#### EXERCISE DETAILS
From the entries, copy every line that carries the string "metadata".

#### DATA EXTRACTS
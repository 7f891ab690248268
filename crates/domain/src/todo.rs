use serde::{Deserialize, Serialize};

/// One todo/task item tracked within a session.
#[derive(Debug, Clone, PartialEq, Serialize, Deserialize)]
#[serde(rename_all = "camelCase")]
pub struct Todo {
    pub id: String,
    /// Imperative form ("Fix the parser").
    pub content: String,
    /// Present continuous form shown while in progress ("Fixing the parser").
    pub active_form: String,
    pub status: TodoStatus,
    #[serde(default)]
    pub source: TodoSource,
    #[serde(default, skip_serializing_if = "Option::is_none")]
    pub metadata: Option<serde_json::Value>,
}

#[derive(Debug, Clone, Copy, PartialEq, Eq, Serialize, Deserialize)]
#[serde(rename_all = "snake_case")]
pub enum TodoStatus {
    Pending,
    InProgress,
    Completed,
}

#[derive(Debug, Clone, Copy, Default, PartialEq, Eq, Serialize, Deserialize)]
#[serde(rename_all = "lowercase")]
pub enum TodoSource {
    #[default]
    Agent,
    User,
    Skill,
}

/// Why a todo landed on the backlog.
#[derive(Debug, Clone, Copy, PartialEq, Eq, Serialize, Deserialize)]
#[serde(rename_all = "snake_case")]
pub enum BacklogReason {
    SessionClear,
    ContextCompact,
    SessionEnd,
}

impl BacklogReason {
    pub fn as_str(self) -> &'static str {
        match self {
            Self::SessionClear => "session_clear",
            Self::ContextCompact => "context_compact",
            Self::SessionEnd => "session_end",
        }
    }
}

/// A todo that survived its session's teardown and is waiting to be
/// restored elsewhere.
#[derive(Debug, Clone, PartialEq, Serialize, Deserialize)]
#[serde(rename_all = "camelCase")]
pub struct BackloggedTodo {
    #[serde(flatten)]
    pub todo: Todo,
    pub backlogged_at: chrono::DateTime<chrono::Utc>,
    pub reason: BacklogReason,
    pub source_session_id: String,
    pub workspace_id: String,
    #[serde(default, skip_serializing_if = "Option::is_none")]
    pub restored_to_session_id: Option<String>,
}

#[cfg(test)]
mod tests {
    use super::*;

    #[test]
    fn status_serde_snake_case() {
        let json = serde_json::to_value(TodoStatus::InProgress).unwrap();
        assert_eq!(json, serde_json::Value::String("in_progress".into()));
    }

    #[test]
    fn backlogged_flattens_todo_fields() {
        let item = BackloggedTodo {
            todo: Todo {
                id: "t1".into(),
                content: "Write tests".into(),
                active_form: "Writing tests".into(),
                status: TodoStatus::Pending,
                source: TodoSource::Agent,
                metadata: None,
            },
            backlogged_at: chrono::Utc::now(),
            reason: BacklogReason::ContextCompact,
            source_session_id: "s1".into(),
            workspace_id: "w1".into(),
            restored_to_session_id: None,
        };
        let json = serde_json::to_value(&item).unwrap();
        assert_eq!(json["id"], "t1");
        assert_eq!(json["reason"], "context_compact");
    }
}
==
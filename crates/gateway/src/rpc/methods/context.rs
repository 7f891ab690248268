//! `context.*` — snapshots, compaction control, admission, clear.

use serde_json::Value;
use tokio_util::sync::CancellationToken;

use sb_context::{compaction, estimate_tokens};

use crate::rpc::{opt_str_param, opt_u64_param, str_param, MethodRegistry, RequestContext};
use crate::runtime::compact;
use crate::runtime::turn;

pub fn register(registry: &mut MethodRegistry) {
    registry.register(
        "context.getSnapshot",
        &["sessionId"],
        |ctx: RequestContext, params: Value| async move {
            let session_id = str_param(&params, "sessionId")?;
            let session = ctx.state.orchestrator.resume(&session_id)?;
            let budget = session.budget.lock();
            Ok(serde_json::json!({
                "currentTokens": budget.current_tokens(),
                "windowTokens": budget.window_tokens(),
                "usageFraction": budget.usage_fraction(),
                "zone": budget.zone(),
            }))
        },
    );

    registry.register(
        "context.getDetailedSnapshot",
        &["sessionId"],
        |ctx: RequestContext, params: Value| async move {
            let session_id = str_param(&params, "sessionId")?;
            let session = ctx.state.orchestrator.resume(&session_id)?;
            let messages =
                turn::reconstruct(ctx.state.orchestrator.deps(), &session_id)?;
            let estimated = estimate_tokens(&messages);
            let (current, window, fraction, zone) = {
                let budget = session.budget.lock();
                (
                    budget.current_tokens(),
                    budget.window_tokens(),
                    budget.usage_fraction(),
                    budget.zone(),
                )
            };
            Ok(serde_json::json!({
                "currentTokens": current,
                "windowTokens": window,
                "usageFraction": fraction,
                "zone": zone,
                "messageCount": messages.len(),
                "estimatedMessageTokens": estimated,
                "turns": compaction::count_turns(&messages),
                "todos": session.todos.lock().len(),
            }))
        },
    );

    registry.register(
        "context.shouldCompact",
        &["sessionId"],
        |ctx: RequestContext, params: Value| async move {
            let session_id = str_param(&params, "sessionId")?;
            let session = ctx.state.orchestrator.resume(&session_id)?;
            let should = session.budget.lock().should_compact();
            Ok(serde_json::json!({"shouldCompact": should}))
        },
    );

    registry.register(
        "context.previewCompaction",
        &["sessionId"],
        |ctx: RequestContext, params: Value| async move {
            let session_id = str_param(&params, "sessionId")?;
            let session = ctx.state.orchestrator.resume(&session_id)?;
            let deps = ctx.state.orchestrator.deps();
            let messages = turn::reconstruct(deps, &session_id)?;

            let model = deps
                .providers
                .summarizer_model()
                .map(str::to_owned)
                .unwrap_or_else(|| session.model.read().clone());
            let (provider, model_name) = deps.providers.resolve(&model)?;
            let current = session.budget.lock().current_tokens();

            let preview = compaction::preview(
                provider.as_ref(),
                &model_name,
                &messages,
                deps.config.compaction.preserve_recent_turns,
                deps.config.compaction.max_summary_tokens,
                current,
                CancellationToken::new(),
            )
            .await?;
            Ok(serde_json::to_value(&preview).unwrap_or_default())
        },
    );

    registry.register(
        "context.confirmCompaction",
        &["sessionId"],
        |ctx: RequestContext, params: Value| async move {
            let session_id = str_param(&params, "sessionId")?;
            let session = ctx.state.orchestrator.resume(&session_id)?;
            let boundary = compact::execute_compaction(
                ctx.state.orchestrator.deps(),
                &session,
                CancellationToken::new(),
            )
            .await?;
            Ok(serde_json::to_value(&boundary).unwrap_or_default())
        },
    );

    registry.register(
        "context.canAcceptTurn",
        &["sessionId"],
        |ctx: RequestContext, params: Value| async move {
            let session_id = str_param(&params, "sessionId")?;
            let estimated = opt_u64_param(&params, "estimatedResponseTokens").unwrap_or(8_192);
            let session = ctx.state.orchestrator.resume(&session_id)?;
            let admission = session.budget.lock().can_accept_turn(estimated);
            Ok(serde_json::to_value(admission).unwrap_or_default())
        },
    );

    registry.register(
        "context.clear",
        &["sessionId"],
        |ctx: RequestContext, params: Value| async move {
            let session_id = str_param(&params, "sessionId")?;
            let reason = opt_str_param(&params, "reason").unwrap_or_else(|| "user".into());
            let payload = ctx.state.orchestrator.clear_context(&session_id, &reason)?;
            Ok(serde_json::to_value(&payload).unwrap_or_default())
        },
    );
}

#### RESULT FOR THIS TASK
    pub metadata: Option<serde_json::Value>,
                metadata: None,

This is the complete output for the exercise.